A list of retirees back on the job:
University of Rhode Island — Paid to teach course: James C. Daly, $10,000; Mary Lee Evans, $9,000; John Gates, $8,000; Deborah Godfrey-Brown, $6,500; David Laux, $5,000; Mark Rowinski, $6,000; and Paula Viau, $3,200.
Rhode Island College — Adjunct faculty: Emily Stier Adler, $3,342; Charles H. Allsworth, $3,342; Maryann Bromley, $11,724; Stanford E. Demars, $5,460; Peter K. Glantz, $10,080; Lindagay M. Palazzo, $742.67; Sheri L. Smith, $3,342; Charles G. Snow Jr., $4,866; Milburn J. Stone, $5,013. Teaching/coordinating doctoral program/administering award program: John J. Gleason, $17,659.

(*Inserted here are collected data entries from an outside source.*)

impl DrawResolution {
    pub fn as_str(self) -> &'static str {
        match self {
            Self::Coarse => "coarse",
            Self::Fine => "fine",
            Self::Both => "both",
        }
    }
}

impl DrawStyle {
    pub fn as_str(self) -> &'static str {
        match self {
            Self::Wire => "wire",
            Self::Surface => "surface",
        }
    }
}

impl Shading {
    pub fn as_str(self) -> &'static str {
        match self {
            Self::Flat => "flat",
            Self::Gouraud => "gouraud",
        }
    }

    pub fn code(self) -> i32 {
        match self {
            Self::Flat => DM_FLAT,
            Self::Gouraud => DM_GOURAUD,
        }
    }
}

/// Symbolic surface draw mode.
#[derive(Debug, Clone, Copy, PartialEq, Eq, Serialize, Deserialize)]
pub struct DrawDesc {
    pub mode: DrawResolution,
    pub style: DrawStyle,
    pub shading: Shading,
}

impl DrawDesc {
    /// Engine code for this mode/style/shading combination.
    pub fn code(&self) -> i32 {
        let mode = match self.mode {
            DrawResolution::Coarse => DM_WIRE,
            DrawResolution::Fine => DM_POLY,
            DrawResolution::Both => DM_WIRE_POLY,
        };
        let style = match self.style {
            DrawStyle::Wire => DM_GRID_WIRE,
            DrawStyle::Surface => DM_GRID_SURF,
        };
        mode | style | self.shading.code()
    }
}

/// Draw mode with its engine code resolved on first flush and cached.
#[derive(Debug, Clone)]
pub struct DrawMode {
    desc: DrawDesc,
    code: Option<i32>,
}

impl DrawMode {
    pub fn new(desc: DrawDesc) -> Self {
        Self { desc, code: None }
    }

    pub fn desc(&self) -> &DrawDesc {
        &self.desc
    }

    /// Cached engine code, if already resolved.
    pub fn cached_code(&self) -> Option<i32> {
        self.code
    }

    pub(crate) fn resolve(&mut self) -> i32 {
        let desc = self.desc;
        *self.code.get_or_insert_with(|| desc.code())
    }
}

impl PartialEq for DrawMode {
    fn eq(&self, other: &Self) -> bool {
        self.desc == other.desc
    }
}

#[derive(Debug, Clone, Copy, PartialEq, Eq, Serialize, Deserialize)]
pub struct Resolution {
    pub fine: u32,
    pub coarse: u32,
}
//! JSON description of a scene to replay.

use anyhow::Context;
use nviz_canvas::color::Rgb;
use nviz_canvas::command::FringeState;
use nviz_canvas::engine::DisplayEngine;
use nviz_canvas::settings::LightSettings;
use nviz_canvas::tree::{LayerTree, VectorInfo};
use nviz_canvas::view::LightState;
use nviz_canvas::{Scene, SceneCommand};
use serde::Deserialize;
use std::collections::HashMap;
use std::path::Path;

#[derive(Debug, Clone, Deserialize)]
pub struct ConstantSpec {
    pub value: f64,
    #[serde(default)]
    pub color: Option<Rgb>,
    #[serde(default)]
    pub resolution: Option<u32>,
}

#[derive(Debug, Clone, Default, Deserialize)]
#[serde(default)]
pub struct SceneDescription {
    pub tree: LayerTree,
    /// Feature counts per vector map name.
    pub vector_info: HashMap<String, VectorInfo>,
    pub constants: Vec<ConstantSpec>,
    pub fringe: FringeState,
    pub background: Option<Rgb>,
    pub z_exag: Option<f64>,
    pub light: Option<LightSettings>,
}

impl SceneDescription {
    pub fn from_json_file(path: &Path) -> anyhow::Result<Self> {
        let text = std::fs::read_to_string(path)
            .with_context(|| format!("Failed to read scene description {}", path.display()))?;
        serde_json::from_str(&text)
            .with_context(|| format!("Failed to parse scene description {}", path.display()))
    }

    /// Everything except the layer tree. Apply after syncing the tree, since
    /// loading layers resets the view.
    pub fn apply<E: DisplayEngine>(&self, scene: &mut Scene<E>) -> anyhow::Result<()> {
        for spec in &self.constants {
            let index = scene.new_constant().context("Failed to add constant surface")?;
            if let Some(props) = scene.registry_mut().constant_mut(index) {
                props.value.set(spec.value);
                if let Some(color) = spec.color {
                    props.color.set(color);
                }
                if let Some(res) = spec.resolution {
                    props.resolution.set(res);
                }
            }
            for e in scene.dispatch(SceneCommand::ConstantChanged(index)).errors {
                tracing::warn!(error = %e, "constant surface update failed");
            }
        }

        if let Some(background) = self.background {
            scene.view_mut().view.background = background;
        }
        if let Some(z_exag) = self.z_exag {
            scene.view_mut().view.z_exag.value = z_exag;
            scene.dispatch(SceneCommand::ViewChanged { z_exag: true });
        }
        if let Some(light) = &self.light {
            scene.view_mut().light = LightState::from_settings(light);
            scene.dispatch(SceneCommand::LightChanged);
        }
        *scene.fringe_mut() = self.fringe.clone();
        Ok(())
    }
}

#[cfg(test)]
mod tests {
    use super::*;
    use nviz_canvas::engine::RecordingEngine;
    use nviz_canvas::settings::Settings;

    #[test]
    fn test_description_drives_scene() {
        let json = r#"{
            "tree": {"nodes": [
                {"handle": 1, "name": "elevation", "kind": "raster"},
                {"handle": 2, "name": "streams", "kind": "vector"}
            ]},
            "vector_info": {"streams": {"lines": 5}},
            "constants": [{"value": 250, "color": [0, 0, 255]}],
            "background": [0, 0, 0],
            "fringe": {"nw": true},
            "light": {"brightness": 60},
            "z_exag": 3
        }"#;
        let description: SceneDescription = serde_json::from_str(json).unwrap();
        let mut scene = Scene::new(
            RecordingEngine::new(),
            Settings::default(),
            description.vector_info.clone(),
            (640, 480),
        );
        let report = scene.sync(&description.tree);
        assert!(report.errors.is_empty());
        description.apply(&mut scene).unwrap();

        assert_eq!(scene.engine().count("load_vector_lines"), 1);
        assert_eq!(scene.engine().count("load_vector_points"), 0);
        let cmd = scene.command_string().unwrap();
        assert!(cmd.starts_with("nviz_cmd elevation_value=250 elevation_map=elevation "));
        assert!(cmd.contains("color_map=elevation color=0:0:255 "));
        assert!(cmd.contains("zexag=3 "));
        assert!(cmd.contains("bgcolor=0:0:0 "));
        assert!(cmd.contains("fringe=nw "));
        assert!(cmd.contains("light_brightness=60 light_ambient=20 "));
    }
}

Community College of Rhode Island — Rosemary Andreozzi, $15,000, faculty; Stephen Marginson, $7,988.92, nonclassified; Diane Ruscito, $9,826.41, classified; William Squizzero, $4,441.05, faculty; Doris Swenson, $6,737.50, faculty.
URI — Linda Cacciola, $38 per hour, assist in implementing PeopleSoft; Frank Carracia, $50 per hour, assist in implementing PeopleSoft; Gerard Chaplin, $18,363, engineering design of oceanography equipment; James Fontaine, $44 per hour, assistant researcher; Norman Lafleur, $30 per hour; assist in engineering lab; Donna Leite, $45 per hour, nursing services; Gilbert Oden, $48 per hour, assist in implementing PeopleSoft; Mary Sevigney, $50 per hour, assist in implementing PeopleSoft.
RIC — Crist H. Costa, $5,200, interim dean; Elizabeth F. DiPippo, $450, clerical duties; Donna L. Konicki, $20,019.51, research/consulting; Tom M. Randall, $4,116, academic adviser; Susan J. Schenck, $20,025, interim director of School of Partnerships and Field Placements.
CCRI — Christine Farrell, 19 hours per week, replacing self; Wenda Ferraioli, nurse; William Giusti, 19 hours per week, replacing self; Karl Kreuter, 19 hours per week, replacing self; Charlotte Reall, 15 per week, advising students; Kathleen Twining, 19 hours per week, advising students; Patricia White, 19 hours per week, replacing self.